Dent grew up in Kingston, Jamaica. After finishing high school, she traveled to England to study nursing.

“I left home with maybe 50 cents in my pocket because after I bought my suitcase and everything else, that’s all I had left,” she said.

But she never finished her degree in England. She met her husband, the late Major Jesse A. Dent Jr., during a trip to Germany and they eventually married and moved to the U.S.

In 1974, she completed her associate degree in nursing at Thomas Nelson Community College in Hampton, Va. Years later, she continued her studies at various schools in the Atlanta area. After graduating with her Master of Divinity from the Morehouse School of Religion in 1993, she earned a Certificate in Clinical Pastoral Education in 1994 from Emory University Hospital. Dent began working as a chaplain for police officers at the College Park Police Department in the Atlanta area after retiring in 2017 from church ministry.

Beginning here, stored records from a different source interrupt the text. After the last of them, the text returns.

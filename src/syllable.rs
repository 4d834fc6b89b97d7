//! Syllable and stress analysis over syllabified DISC transcriptions.
//!
//! Structural markers: `-` is a syllable boundary, `--` escapes a literal
//! content hyphen, `'`/`"` mark primary/secondary stress on the syllable
//! that follows, and `[`/`]` delimit syllables in the ambisyllabic bracket
//! encoding.

use tracing::debug;

use crate::error::EngineError;

/// Placeholder for an escaped literal hyphen while boundary hyphens are
/// being deleted. Private-use codepoint; never occurs in lexicon data.
const LITERAL_HYPHEN: char = '\u{E000}';

/// Delete primary and secondary stress markers.
pub fn strip_stress_markers(s: &str) -> String {
    s.chars().filter(|c| *c != '\'' && *c != '"').collect()
}

/// Delete syllable-boundary hyphens while preserving escaped literal
/// hyphens (`--`) as single content hyphens.
///
/// The escape must be resolved before boundary deletion: a single global
/// hyphen strip would also destroy the intentional hyphens the lexicon
/// encodes as doubled ones.
pub fn strip_syllable_markers(s: &str) -> String {
    let escaped = s.replace("--", &LITERAL_HYPHEN.to_string());
    let stripped: String = escaped.chars().filter(|c| *c != '-').collect();
    stripped.replace(LITERAL_HYPHEN, "-")
}

/// Syllable count for syllabified transcription fields: boundary hyphens
/// and embedded spaces separate syllables, escaped `--` hyphens are
/// content. Empty input has no syllables.
pub fn count_syllables_transcription(s: &str) -> usize {
    let stripped = strip_stress_markers(s);
    if stripped.is_empty() {
        return 0;
    }
    let escaped = stripped.replace("--", &LITERAL_HYPHEN.to_string());
    let boundaries = escaped.chars().filter(|c| *c == '-' || *c == ' ').count();
    boundaries + 1
}

/// Syllable count for fields whose encoding has no escaped hyphens:
/// every hyphen is a boundary. Empty input has no syllables.
///
/// Both this and [`count_syllables_transcription`] are part of the public
/// surface; they differ in literal-hyphen and space handling and the
/// caller picks the one matching its field's convention.
pub fn count_syllables_simple(s: &str) -> usize {
    let stripped = strip_stress_markers(s);
    if stripped.is_empty() {
        return 0;
    }
    stripped.chars().filter(|c| *c == '-').count() + 1
}

/// Extract the stress pattern of a syllabified transcription: one digit
/// per syllable, `1` primary, `2` secondary, `0` unstressed.
///
/// A syllable starts at position 0 and immediately after each boundary
/// hyphen. A stress marker at the syllable start yields its digit; any
/// other character yields `0` and remains phonetic content. The final
/// character of the input is a terminator artifact of the original
/// tokenization scheme and is never inspected; expected outputs depend
/// on this.
pub fn make_stress_pattern(s: &str) -> String {
    let chars: Vec<char> = s.chars().collect();
    let mut pattern = String::new();
    let mut syllable_start = true;
    for &c in chars.iter().take(chars.len().saturating_sub(1)) {
        if c == '-' {
            syllable_start = true;
            continue;
        }
        if syllable_start {
            match c {
                '\'' => pattern.push('1'),
                '"' => pattern.push('2'),
                _ => pattern.push('0'),
            }
            syllable_start = false;
        }
    }
    pattern
}

/// An element of the bracket-syllable encoding: a plain symbol, or a
/// bracketed group (a syllable, or a nested ambisyllabic consonant).
#[derive(Debug)]
enum BracketItem {
    Symbol(char),
    Group(Vec<BracketItem>),
}

fn malformed(input: &str, position: usize) -> EngineError {
    debug!(input, position, "unbalanced bracket encoding");
    EngineError::MalformedStructure {
        input: input.to_string(),
        position,
    }
}

/// Parse the bracket encoding into a tree. Unbalanced brackets are fatal.
fn parse_bracket_tree(s: &str) -> Result<Vec<BracketItem>, EngineError> {
    let mut stack: Vec<Vec<BracketItem>> = vec![Vec::new()];
    for (pos, c) in s.char_indices() {
        match c {
            '[' => stack.push(Vec::new()),
            ']' => {
                if stack.len() == 1 {
                    return Err(malformed(s, pos));
                }
                let group = stack.pop().expect("stack holds at least two levels");
                stack
                    .last_mut()
                    .expect("outer level remains")
                    .push(BracketItem::Group(group));
            }
            other => stack
                .last_mut()
                .expect("stack never empties")
                .push(BracketItem::Symbol(other)),
        }
    }
    if stack.len() != 1 {
        return Err(malformed(s, s.len()));
    }
    Ok(stack.pop().expect("single remaining level"))
}

fn max_depth(items: &[BracketItem]) -> usize {
    items
        .iter()
        .map(|item| match item {
            BracketItem::Symbol(_) => 0,
            BracketItem::Group(inner) => 1 + max_depth(inner),
        })
        .max()
        .unwrap_or(0)
}

/// Serialize one bracketed group into its syllables. A nested group is an
/// ambisyllabic consonant: its material closes the syllable on its left
/// and also opens the syllable on its right, so the shared symbol is
/// emitted once on each side of the boundary.
fn syllable_run(items: &[BracketItem]) -> Vec<String> {
    let mut syllables = Vec::new();
    let mut current = String::new();
    for item in items {
        match item {
            BracketItem::Symbol(c) => current.push(*c),
            BracketItem::Group(inner) => {
                let shared = syllable_run(inner);
                if let Some(first) = shared.first() {
                    current.push_str(first);
                }
                syllables.push(std::mem::take(&mut current));
                if shared.len() > 2 {
                    syllables.extend(shared[1..shared.len() - 1].iter().cloned());
                }
                if let Some(last) = shared.last() {
                    current.push_str(last);
                }
            }
        }
    }
    syllables.push(current);
    syllables
}

/// Convert the bracket syllable encoding to the hyphen encoding.
///
/// Without nesting this is the plain rewrite of adjacent `][` boundaries
/// to `-`; nesting depth two or more marks an ambisyllabic consonant
/// shared between two syllables, which appears in both.
pub fn convert_ambisyllabic_brackets(s: &str) -> Result<String, EngineError> {
    let tree = parse_bracket_tree(s)?;
    if max_depth(&tree) <= 1 {
        return Ok(s.replace("][", "-").replace(['[', ']'], ""));
    }

    let mut syllables: Vec<String> = Vec::new();
    let mut pending = String::new();
    for item in &tree {
        match item {
            BracketItem::Symbol(c) => match syllables.last_mut() {
                Some(last) => last.push(*c),
                None => pending.push(*c),
            },
            BracketItem::Group(inner) => {
                let mut run = syllable_run(inner);
                if !pending.is_empty() {
                    run[0].insert_str(0, &pending);
                    pending.clear();
                }
                syllables.extend(run);
            }
        }
    }
    if !pending.is_empty() {
        syllables.push(pending);
    }
    Ok(syllables.join("-"))
}

#[cfg(test)]
mod tests {
    use super::*;

    #[test]
    fn test_strip_stress_markers() {
        assert_eq!(strip_stress_markers("'b{n-dIt"), "b{n-dIt");
        assert_eq!(strip_stress_markers("b{n-\"dIt"), "b{n-dIt");
        assert_eq!(strip_stress_markers("b{n"), "b{n");
    }

    #[test]
    fn test_strip_stress_markers_idempotent() {
        let once = strip_stress_markers("'b{n-\"dIt");
        assert_eq!(strip_stress_markers(&once), once);
    }

    #[test]
    fn test_strip_syllable_markers_boundaries() {
        assert_eq!(strip_syllable_markers("a-ban-don"), "abandon");
    }

    #[test]
    fn test_strip_syllable_markers_escaped_hyphen() {
        // Doubled hyphen is a literal content hyphen, not a boundary.
        assert_eq!(strip_syllable_markers("ban--dit"), "ban-dit");
        assert_eq!(strip_syllable_markers("a--b-c"), "a-bc");
    }

    #[test]
    fn test_count_syllables_simple() {
        assert_eq!(count_syllables_simple("b{n"), 1);
        assert_eq!(count_syllables_simple("b{n-dIt"), 2);
        assert_eq!(count_syllables_simple("'b{n-dIt"), 2);
        assert_eq!(count_syllables_simple(""), 0);
    }

    #[test]
    fn test_count_syllables_transcription() {
        assert_eq!(count_syllables_transcription("@-'b{n-d@n"), 3);
        // Escaped hyphen is content, not a boundary.
        assert_eq!(count_syllables_transcription("b{n--dIt"), 1);
        // Embedded space separates syllables of a multi-word entry.
        assert_eq!(count_syllables_transcription("{d 'hQk"), 2);
        assert_eq!(count_syllables_transcription(""), 0);
    }

    #[test]
    fn test_variants_differ_on_escaped_hyphens() {
        assert_eq!(count_syllables_simple("b{n--dIt"), 3);
        assert_eq!(count_syllables_transcription("b{n--dIt"), 1);
    }

    #[test]
    fn test_stress_pattern_primary() {
        assert_eq!(make_stress_pattern("'b{n-dIt"), "10");
    }

    #[test]
    fn test_stress_pattern_secondary() {
        assert_eq!(make_stress_pattern("b{n-\"dIt"), "02");
    }

    #[test]
    fn test_stress_pattern_unstressed_monosyllable() {
        assert_eq!(make_stress_pattern("b{n"), "0");
    }

    #[test]
    fn test_stress_pattern_three_syllables() {
        assert_eq!(make_stress_pattern("@-'b{n-d@n"), "010");
    }

    #[test]
    fn test_stress_pattern_empty() {
        assert_eq!(make_stress_pattern(""), "");
    }

    #[test]
    fn test_ambisyllabic_flat_brackets() {
        // No nesting: identical to replacing ][ boundaries and stripping.
        assert_eq!(convert_ambisyllabic_brackets("[k][{t]").unwrap(), "k-{t");
        assert_eq!(
            convert_ambisyllabic_brackets("[b{n][dIt]").unwrap(),
            "b{n-dIt"
        );
    }

    #[test]
    fn test_ambisyllabic_shared_consonant() {
        // The nested consonant closes the left syllable and opens the
        // right one.
        assert_eq!(
            convert_ambisyllabic_brackets("[sE[v]@n]").unwrap(),
            "sEv-v@n"
        );
    }

    #[test]
    fn test_ambisyllabic_shared_consonant_appears_twice() {
        let out = convert_ambisyllabic_brackets("[bI[t]@]").unwrap();
        assert_eq!(out, "bIt-t@");
        assert_eq!(out.chars().filter(|c| *c == 't').count(), 2);
    }

    #[test]
    fn test_ambisyllabic_mixed_with_flat_syllable() {
        assert_eq!(
            convert_ambisyllabic_brackets("[sE[v]@n][ti]").unwrap(),
            "sEv-v@n-ti"
        );
    }

    #[test]
    fn test_ambisyllabic_unbalanced() {
        assert!(matches!(
            convert_ambisyllabic_brackets("[k][{t"),
            Err(EngineError::MalformedStructure { .. })
        ));
        assert!(matches!(
            convert_ambisyllabic_brackets("k]"),
            Err(EngineError::MalformedStructure { .. })
        ));
    }
}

In 2018, through College Park Police Department Senior Chaplain Jamelle McKenzie, Dent heard about Liberty and enrolled, finishing her doctorate last December.

“I want to enhance the chaplaincy in our department right now,” Dent said, especially as it undergoes new leadership and seeks to build trust with officers. “Some officers can feel like they’re not valued or cared for. Building that bridge of trust between the chaplains and the police officers will create a better atmosphere. We can just connect with them and listen to their story if they choose to (share it).”

In addition to battling health issues during her studies, her house flooded, and she had to move out for an entire year while repairs were made. But she was determined to continue her coursework.

Dent said she has appreciated the kindness and care she received from her Liberty professors.

“All of my professors were so caring and understanding. They motivated me, they prayed for me, and that was an essential part of my journey of finishing. You get weary along the way.”

She said she hopes that her story serves as a testimony to her loved ones that they too can chase their educational ambitions. Dent has five children, 11 grandchildren, and three great-grandchildren.

“I encourage my children and others (by reminding them) that with God all things are possible,” she said. “Trust in the Lord with all your heart and lean not to you your own understanding, in all your ways acknowledge him and he will direct your path.”

Dent began attending school in Jamaica when she was 3 years old. Now, 80 years later, her education journey has reached another milestone.


*All data reported is based on preliminary numbers for the 2022-23 academic year.